Sam court le cachet pour simplement payer sa chambre d’hôtel et occasionnellement se nourrir. Cabarets, galas, doublages, figurations ou minuscules apparitions même dans des séries Z ou des films sans budgets apparents ; Il accepte tout. Tout, mais le téléphone  sonne peu. Et tout, ces derniers jours, se résume à rien. C’était la crise. La première grande crise qui a commencée à l’automne de l’année précédente. Ce n’était déjà pas facile, c’est devenu terriblement compliqué. Les auditions et les castings se faisant  plus que rares et la sélection d’autant plus draconienne que le choix est vaste.

 

Le fantôme de Gréco et des existentialistes hantent encore St germain des Près où Sam loge dans un bouge avec WC sur  palier et fenêtre sur cour. C’est la galère ? Non la bohème, situation qu’il sait provisoire et  dont il savoure les moindres instants même les pires. L’espoir fait vivre et il s’en nourrit ; d’ailleurs a-t-il le choix ?

 

Un jour, dans dix ans, vingt ans, trente ans, j’écrirai tout ça se dit-il en remontant la rue des Saint-Pères à quatre heures du mat après des kilomètres dans les mollets faute de pouvoir s’offrir un taxi. Il engrange.

 

Ce passage obligé a des couleurs, des sensations, des poussées d’adrénaline et des chutes de tension, des horizons qui s’illuminent et des portes qui lui claquent à la gueules…  Même les papillons dans le ventre creux les jours de grandes fringales ont toutes leurs importances. Il s’en souviendra, comme il se souviendra de tout dans les moindres détails et peut-être en parlera-t-il avec humour tout en pinçant une petite grimace. Pour l’instant Sam écrit physiquement chaque jour son histoire. Une longue et riche histoire peuplée de personnages inconnus avec qui il partage un sandwich et qui deviendront des géants et des géants que la gloire oubliera. Mais tout ça il ne le sait pas encore.

 

img116.jpgCe soir le téléphone a sonné. Ouf ! Rendez-vous Chez EMI Pathé Marconi rue Lord Byron avec un jeune directeur artistique Julien Lepers.

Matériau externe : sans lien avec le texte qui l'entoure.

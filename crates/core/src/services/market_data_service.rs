use chrono::{NaiveDate, NaiveDateTime};
use std::collections::BTreeMap;
use std::future::Future;
use std::time::Duration;

use tracing::{debug, info, warn};

use crate::errors::CoreError;
use crate::models::market_data::DataKind;
use crate::models::series::BenchmarkSeries;
use crate::models::snapshot::PriceSnapshot;
use crate::providers::registry::MarketDataRegistry;
use crate::providers::traits::MarketDataProvider;

/// Fetches external inputs (benchmark series, FX rate, dividend rates, price
/// samples) through the provider registry.
///
/// Every call is bounded by a timeout and falls through the registered
/// providers in priority order. Failures come back as `Err` so the caller can
/// pick the documented fallback; one failed fetch never blocks another.
pub struct MarketDataService {
    registry: MarketDataRegistry,
    timeout: Duration,
}

impl MarketDataService {
    pub fn new(registry: MarketDataRegistry, timeout: Duration) -> Self {
        Self { registry, timeout }
    }

    /// Benchmark price history covering `[from, to]`.
    pub async fn fetch_benchmark(
        &self,
        symbol: &str,
        from: NaiveDate,
        to: NaiveDate,
    ) -> Result<BenchmarkSeries, CoreError> {
        let providers = self.providers(DataKind::Quotes)?;
        let mut last_error = None;

        for provider in &providers {
            let what = format!("{} history for {symbol}", provider.name());
            match self.timed(&what, provider.get_price_history(symbol, from, to)).await {
                Ok(points) if !points.is_empty() => {
                    debug!(%symbol, points = points.len(), provider = provider.name(), "Fetched benchmark history");
                    return Ok(BenchmarkSeries::new(symbol, points));
                }
                Ok(_) => {
                    last_error = Some(CoreError::Api {
                        provider: provider.name().to_string(),
                        message: format!("Empty history for {symbol} between {from} and {to}"),
                    });
                }
                Err(e) => last_error = Some(e),
            }
        }

        Err(last_error.unwrap_or_else(|| CoreError::NoProvider(DataKind::Quotes.to_string())))
    }

    /// Latest exchange rate: units of `to` per one unit of `from`.
    pub async fn fetch_exchange_rate(&self, from: &str, to: &str) -> Result<f64, CoreError> {
        if from.eq_ignore_ascii_case(to) {
            return Ok(1.0);
        }

        let providers = self.providers(DataKind::ExchangeRates)?;
        let mut last_error = None;

        for provider in &providers {
            let what = format!("{} rate {from}/{to}", provider.name());
            match self.timed(&what, provider.get_exchange_rate(from, to)).await {
                Ok(rate) if rate.is_finite() && rate > 0.0 => return Ok(rate),
                Ok(rate) => {
                    last_error = Some(CoreError::Api {
                        provider: provider.name().to_string(),
                        message: format!("Invalid rate returned for {from}/{to}: {rate}"),
                    });
                }
                Err(e) => last_error = Some(e),
            }
        }

        Err(last_error.unwrap_or_else(|| CoreError::NoProvider(DataKind::ExchangeRates.to_string())))
    }

    /// Per-unit annual dividend rate of one asset.
    pub async fn fetch_dividend_rate(&self, symbol: &str) -> Result<f64, CoreError> {
        let providers = self.providers(DataKind::Dividends)?;
        let mut last_error = None;

        for provider in &providers {
            let what = format!("{} dividends for {symbol}", provider.name());
            match self.timed(&what, provider.get_annual_dividend_rate(symbol)).await {
                Ok(rate) if rate.is_finite() && rate >= 0.0 => return Ok(rate),
                Ok(rate) => {
                    last_error = Some(CoreError::Api {
                        provider: provider.name().to_string(),
                        message: format!("Invalid dividend rate returned for {symbol}: {rate}"),
                    });
                }
                Err(e) => last_error = Some(e),
            }
        }

        Err(last_error.unwrap_or_else(|| CoreError::NoProvider(DataKind::Dividends.to_string())))
    }

    /// Dividend rates for each asset, each fetched independently.
    pub async fn fetch_dividend_rates<'a, I>(&self, assets: I) -> BTreeMap<String, Result<f64, CoreError>>
    where
        I: IntoIterator<Item = &'a str>,
    {
        let mut rates = BTreeMap::new();
        for asset in assets {
            let rate = self.fetch_dividend_rate(asset).await;
            rates.insert(asset.to_string(), rate);
        }
        rates
    }

    /// Latest price of one asset.
    pub async fn fetch_latest_price(&self, symbol: &str) -> Result<f64, CoreError> {
        let providers = self.providers(DataKind::Quotes)?;
        let mut last_error = None;

        for provider in &providers {
            let what = format!("{} quote for {symbol}", provider.name());
            match self.timed(&what, provider.get_latest_price(symbol)).await {
                Ok(price) if price.is_finite() && price >= 0.0 => return Ok(price),
                Ok(price) => {
                    last_error = Some(CoreError::Api {
                        provider: provider.name().to_string(),
                        message: format!("Invalid price returned for {symbol}: {price} (must be finite and non-negative)"),
                    });
                }
                Err(e) => last_error = Some(e),
            }
        }

        Err(last_error.unwrap_or_else(|| CoreError::NoProvider(DataKind::Quotes.to_string())))
    }

    /// Sample the latest price of every symbol into one snapshot stamped `now`.
    ///
    /// Symbols whose fetch fails are left out of the snapshot (unknown, not zero).
    /// Returns `None` if no symbol could be priced.
    pub async fn collect_snapshot(&self, symbols: &[String], now: NaiveDateTime) -> Option<PriceSnapshot> {
        let mut prices = BTreeMap::new();

        for symbol in symbols {
            match self.fetch_latest_price(symbol).await {
                Ok(price) => {
                    prices.insert(symbol.clone(), price);
                }
                Err(e) => warn!(%symbol, "Price sample failed: {e}"),
            }
        }

        if prices.is_empty() {
            warn!("No prices collected for any symbol");
            return None;
        }
        Some(PriceSnapshot::new(now, prices))
    }

    /// Build daily snapshots from price history, one per local date that has
    /// at least one symbol priced. Used to seed an empty store.
    pub async fn backfill_history(
        &self,
        symbols: &[String],
        from: NaiveDate,
        to: NaiveDate,
    ) -> Result<Vec<PriceSnapshot>, CoreError> {
        let mut by_date: BTreeMap<NaiveDate, BTreeMap<String, f64>> = BTreeMap::new();
        let mut last_error = None;

        for symbol in symbols {
            match self.fetch_benchmark(symbol, from, to).await {
                Ok(series) => {
                    for point in series.points {
                        by_date
                            .entry(point.timestamp.date())
                            .or_default()
                            .insert(symbol.clone(), point.price);
                    }
                }
                Err(e) => {
                    warn!(%symbol, "Backfill failed: {e}");
                    last_error = Some(e);
                }
            }
        }

        if by_date.is_empty() {
            return Err(last_error.unwrap_or(CoreError::NoSnapshots));
        }

        let snapshots: Vec<PriceSnapshot> = by_date
            .into_iter()
            .filter_map(|(date, prices)| {
                date.and_hms_opt(0, 0, 0)
                    .map(|ts| PriceSnapshot::new(ts, prices))
            })
            .collect();

        info!(snapshots = snapshots.len(), %from, %to, "Backfilled daily history");
        Ok(snapshots)
    }

    // ── Internal ────────────────────────────────────────────────────

    fn providers(&self, kind: DataKind) -> Result<Vec<&dyn MarketDataProvider>, CoreError> {
        let providers = self.registry.get_providers_for(kind);
        if providers.is_empty() {
            return Err(CoreError::NoProvider(kind.to_string()));
        }
        Ok(providers)
    }

    /// Bound a provider call by the configured timeout; expiry is a fetch failure.
    async fn timed<T, F>(&self, what: &str, fut: F) -> Result<T, CoreError>
    where
        F: Future<Output = Result<T, CoreError>>,
    {
        match tokio::time::timeout(self.timeout, fut).await {
            Ok(result) => result,
            Err(_) => Err(CoreError::Timeout(what.to_string())),
        }
    }
}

C’est sympa mais dans tous les cas ce  sont  des rendez-vous qui ne peuvent déboucher que sur des projets à moyen ou long terme ; rien d’immédiat. Ceci dit ; Pathé est une des maisons de disques les plus prestigieuse de l’hexagone avec à son catalogue ; Gilbert Bécaud, les compagnons de la chanson, Charles Trenet, Georges Chelon et tant d’autres.

 

Un peu plus tard, le téléphone sonne à nouveau. En réalité il ne sonne pas dans la chambre de Sam. Il sonne à l’accueil et la réceptionniste qui occupe en prime les fonctions de femme de ménage, préparatrice de petits déjeuners  et confidente de tous les habitants de ce trois étages à la limite de l’insalubrité, presque exclusivement peuplé d’artistes, prend gentiment les messages et les transmet quand elle y pense. Et ce soir, Sam oublia son odeur d’eau de Cologne et de transpiration mêlées qui masquent mal ses relents d’alcool. Car ce soir,  pour la seconde fois, elle y avait pensé.

 

Ce coup de fil lui annonçait : Un petit rôle. Tout petit. Plus petit tu meurs. Et justement la mort était au rendez-vous puisque le rôle se résumait à une rafale de mitraillette où Sam encaissait et tombait d’un pont dans la Seine. Même pas un gros plan visage…Sam n’était  pas engagé pour ses qualités de comédiens dont lui-même n’était pas convaincu, mais juste parce que l’acteur prévu s’était désisté au dernier moment et parce qu’il était gymnaste, qu’il savait tomber, plonger, nager ; que ça économisait peut-être les frais d’un cascadeur. Bref peu importaient les raisons, c’était pas trop mal payé et surtout  le jour même… il était ravi.

 

Le tournage eut lieu à l’aurore et se passa très bien. Très bien malgré l’eau froide et les prises à répétitions.

 

img114.jpgA 11h Sam retrouva  son hôtel pour se changer et surtout se laver. Dehors le froid sévissait encore. Et devant son radiateur il ne parvenait pas à se réchauffer. Ces plongeons dans une Seine glacée et pourrie n’ayant rien arrangé ; Il avait attrapé la crève. Et une crève carabinée.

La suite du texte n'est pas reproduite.